Exercise: Extract all lines in the data that contain the word "builder".

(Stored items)
⟨
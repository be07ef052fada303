//! Rendered-page fetch capability for jobtrawl.
//!
//! The pipeline only ever sees [`PageFetcher`]: given a URL it returns the
//! markup as rendered at fetch time. [`HttpPageFetcher`] is the networked
//! implementation, [`StaticPageFetcher`] serves fixtures.

use std::collections::HashMap;
use std::sync::atomic::{AtomicUsize, Ordering};
use std::sync::{Arc, Mutex};
use std::time::Duration;

use async_trait::async_trait;
use chrono::{DateTime, Utc};
use thiserror::Error;
use tokio::sync::Semaphore;
use tokio::time::Instant;
use tracing::{debug, info_span, warn, Instrument};

pub const CRATE_NAME: &str = "jobtrawl-fetch";

/// Desktop Chrome user agent the listing pages were historically requested with.
pub const DEFAULT_USER_AGENT: &str = "Mozilla/5.0 (Windows NT 10.0; Win64; x64) AppleWebKit/537.36 (KHTML, like Gecko) Chrome/92.0.4515.107 Safari/537.36";

#[derive(Debug, Clone, PartialEq, Eq)]
pub struct FetchedPage {
    pub url: String,
    pub final_url: String,
    pub status: u16,
    pub markup: String,
    pub fetched_at: DateTime<Utc>,
}

#[derive(Debug, Error)]
pub enum FetchError {
    #[error("request failed: {0}")]
    Request(#[from] reqwest::Error),
    #[error("http status {status} for {url}")]
    HttpStatus { status: u16, url: String },
    #[error("fetch of {url} timed out after {timeout:?}")]
    Timeout { url: String, timeout: Duration },
    #[error("no page available for {0}")]
    NotFound(String),
    #[error("fetcher is shut down")]
    Closed,
}

#[async_trait]
pub trait PageFetcher: Send + Sync {
    async fn fetch(&self, url: &str) -> Result<FetchedPage, FetchError>;
}

#[async_trait]
impl<T: PageFetcher + ?Sized> PageFetcher for Arc<T> {
    async fn fetch(&self, url: &str) -> Result<FetchedPage, FetchError> {
        (**self).fetch(url).await
    }
}

impl FetchError {
    /// Throttling, server errors and dropped connections are worth another
    /// attempt; a missing page or a closed fetcher is not.
    pub fn is_transient(&self) -> bool {
        match self {
            FetchError::HttpStatus { status, .. } => *status == 429 || (500..600).contains(status),
            FetchError::Timeout { .. } => true,
            FetchError::Request(err) => err.is_timeout() || err.is_connect(),
            FetchError::NotFound(_) | FetchError::Closed => false,
        }
    }
}

/// Retry schedule applied by [`RetryingFetcher`]. Zero retries is the default.
#[derive(Debug, Clone, Copy, PartialEq, Eq)]
pub struct RetryPolicy {
    pub max_retries: u32,
    pub base_delay: Duration,
    pub max_delay: Duration,
}

impl Default for RetryPolicy {
    fn default() -> Self {
        Self {
            max_retries: 0,
            base_delay: Duration::from_millis(500),
            max_delay: Duration::from_secs(8),
        }
    }
}

impl RetryPolicy {
    /// Pause before retry number `retry` (zero-based): doubles each time, capped.
    pub fn delay_before(&self, retry: u32) -> Duration {
        let factor = 1u32.checked_shl(retry).unwrap_or(u32::MAX);
        self.base_delay.saturating_mul(factor).min(self.max_delay)
    }
}

/// Wraps any fetcher and re-issues transient failures with capped
/// exponential backoff. Permanent errors and the final transient error are
/// returned unchanged.
#[derive(Debug)]
pub struct RetryingFetcher<F> {
    inner: F,
    policy: RetryPolicy,
}

impl<F: PageFetcher> RetryingFetcher<F> {
    pub fn new(inner: F, policy: RetryPolicy) -> Self {
        Self { inner, policy }
    }

    pub fn inner(&self) -> &F {
        &self.inner
    }
}

#[async_trait]
impl<F: PageFetcher> PageFetcher for RetryingFetcher<F> {
    async fn fetch(&self, url: &str) -> Result<FetchedPage, FetchError> {
        let mut retry = 0u32;
        loop {
            match self.inner.fetch(url).await {
                Err(err) if err.is_transient() && retry < self.policy.max_retries => {
                    let delay = self.policy.delay_before(retry);
                    warn!(url, error = %err, retry, ?delay, "transient fetch failure, backing off");
                    tokio::time::sleep(delay).await;
                    retry += 1;
                }
                result => return result,
            }
        }
    }
}

#[derive(Debug, Clone)]
pub struct HttpClientConfig {
    pub timeout: Duration,
    pub user_agent: Option<String>,
    pub concurrency: usize,
}

impl Default for HttpClientConfig {
    fn default() -> Self {
        Self {
            timeout: Duration::from_secs(20),
            user_agent: Some(DEFAULT_USER_AGENT.to_string()),
            concurrency: 4,
        }
    }
}

/// reqwest-backed fetcher. One request per call; wrap it in
/// [`RetryingFetcher`] for retries.
///
/// One semaphore permit is one fetch session. It is taken right before the
/// request is sent and dropped on every exit path, including timeouts and
/// cancellation of the calling task.
#[derive(Debug)]
pub struct HttpPageFetcher {
    client: reqwest::Client,
    sessions: Arc<Semaphore>,
    timeout: Duration,
}

impl HttpPageFetcher {
    pub fn new(config: HttpClientConfig) -> Result<Self, FetchError> {
        let mut builder = reqwest::Client::builder()
            .gzip(true)
            .brotli(true)
            .timeout(config.timeout);

        if let Some(user_agent) = &config.user_agent {
            builder = builder.user_agent(user_agent.clone());
        }

        let client = builder.build()?;
        Ok(Self {
            client,
            sessions: Arc::new(Semaphore::new(config.concurrency.max(1))),
            timeout: config.timeout,
        })
    }

    pub fn available_sessions(&self) -> usize {
        self.sessions.available_permits()
    }

    async fn fetch_once(&self, url: &str) -> Result<FetchedPage, FetchError> {
        let _session = self
            .sessions
            .acquire()
            .await
            .map_err(|_| FetchError::Closed)?;

        let resp = self.client.get(url).send().await.map_err(|err| {
            if err.is_timeout() {
                FetchError::Timeout {
                    url: url.to_string(),
                    timeout: self.timeout,
                }
            } else {
                FetchError::Request(err)
            }
        })?;

        let status = resp.status();
        let final_url = resp.url().to_string();
        if !status.is_success() {
            return Err(FetchError::HttpStatus {
                status: status.as_u16(),
                url: final_url,
            });
        }

        let markup = resp.text().await?;
        debug!(status = status.as_u16(), bytes = markup.len(), "page fetched");
        Ok(FetchedPage {
            url: url.to_string(),
            final_url,
            status: status.as_u16(),
            markup,
            fetched_at: Utc::now(),
        })
    }
}

#[async_trait]
impl PageFetcher for HttpPageFetcher {
    async fn fetch(&self, url: &str) -> Result<FetchedPage, FetchError> {
        let span = info_span!("http_fetch", url);
        self.fetch_once(url).instrument(span).await
    }
}

/// Fixture-backed fetcher. Each URL maps to a sequence of renders; successive
/// fetches walk the sequence and then keep returning its last entry, which
/// models a page that finishes lazy-loading after a few polls.
#[derive(Debug, Default)]
pub struct StaticPageFetcher {
    pages: HashMap<String, Vec<String>>,
    failures: HashMap<String, u16>,
    flaky: HashMap<String, (u16, usize)>,
    served: Mutex<HashMap<String, usize>>,
    total_fetches: AtomicUsize,
    delay: Duration,
}

impl StaticPageFetcher {
    pub fn new() -> Self {
        Self::default()
    }

    pub fn with_page(mut self, url: impl Into<String>, markup: impl Into<String>) -> Self {
        self.pages.insert(url.into(), vec![markup.into()]);
        self
    }

    pub fn with_renders(mut self, url: impl Into<String>, renders: Vec<String>) -> Self {
        self.pages.insert(url.into(), renders);
        self
    }

    pub fn with_failure(mut self, url: impl Into<String>, status: u16) -> Self {
        self.failures.insert(url.into(), status);
        self
    }

    /// The first `attempts` fetches of `url` fail with `status`; later ones
    /// serve the page registered for it.
    pub fn with_failures_before(mut self, url: impl Into<String>, status: u16, attempts: usize) -> Self {
        self.flaky.insert(url.into(), (status, attempts));
        self
    }

    pub fn with_delay(mut self, delay: Duration) -> Self {
        self.delay = delay;
        self
    }

    pub fn total_fetches(&self) -> usize {
        self.total_fetches.load(Ordering::SeqCst)
    }

    pub fn fetches_of(&self, url: &str) -> usize {
        let served = self.served.lock().unwrap_or_else(|e| e.into_inner());
        served.get(url).copied().unwrap_or(0)
    }
}

#[async_trait]
impl PageFetcher for StaticPageFetcher {
    async fn fetch(&self, url: &str) -> Result<FetchedPage, FetchError> {
        self.total_fetches.fetch_add(1, Ordering::SeqCst);
        let index = {
            let mut served = self.served.lock().unwrap_or_else(|e| e.into_inner());
            let count = served.entry(url.to_string()).or_default();
            *count += 1;
            *count - 1
        };

        if !self.delay.is_zero() {
            tokio::time::sleep(self.delay).await;
        }

        if let Some(status) = self.failures.get(url) {
            return Err(FetchError::HttpStatus {
                status: *status,
                url: url.to_string(),
            });
        }

        let mut index = index;
        if let Some((status, attempts)) = self.flaky.get(url) {
            if index < *attempts {
                return Err(FetchError::HttpStatus {
                    status: *status,
                    url: url.to_string(),
                });
            }
            index -= *attempts;
        }

        let renders = self
            .pages
            .get(url)
            .filter(|r| !r.is_empty())
            .ok_or_else(|| FetchError::NotFound(url.to_string()))?;
        let markup = renders
            .get(index)
            .or_else(|| renders.last())
            .cloned()
            .unwrap_or_default();

        Ok(FetchedPage {
            url: url.to_string(),
            final_url: url.to_string(),
            status: 200,
            markup,
            fetched_at: Utc::now(),
        })
    }
}

/// Bounded wait for a page to finish rendering its expected content.
#[derive(Debug, Clone, Copy, PartialEq, Eq)]
pub struct WaitPolicy {
    pub timeout: Duration,
    pub poll_interval: Duration,
}

impl Default for WaitPolicy {
    fn default() -> Self {
        Self {
            timeout: Duration::from_secs(10),
            poll_interval: Duration::from_secs(1),
        }
    }
}

impl WaitPolicy {
    /// Accept the first render without polling.
    pub fn immediate() -> Self {
        Self {
            timeout: Duration::ZERO,
            poll_interval: Duration::ZERO,
        }
    }
}

/// Fetches `url` until `ready` accepts the markup or the wait budget runs out.
///
/// On budget exhaustion the last render is returned; the extractor then
/// reports what it actually found. Fetch errors are returned immediately.
pub async fn fetch_settled<F, R>(
    fetcher: &F,
    url: &str,
    policy: WaitPolicy,
    ready: R,
) -> Result<FetchedPage, FetchError>
where
    F: PageFetcher + ?Sized,
    R: Fn(&str) -> bool,
{
    let deadline = Instant::now() + policy.timeout;
    let mut polls = 0usize;
    loop {
        let page = fetcher.fetch(url).await?;
        polls += 1;
        if ready(&page.markup) {
            debug!(url, polls, "page settled");
            return Ok(page);
        }
        if policy.poll_interval.is_zero() || Instant::now() + policy.poll_interval > deadline {
            warn!(url, polls, "page did not settle within wait budget; using last render");
            return Ok(page);
        }
        tokio::time::sleep(policy.poll_interval).await;
    }
}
⟩
Worked solution:
        let mut builder = reqwest::Client::builder()
            builder = builder.user_agent(user_agent.clone());
        let client = builder.build()?;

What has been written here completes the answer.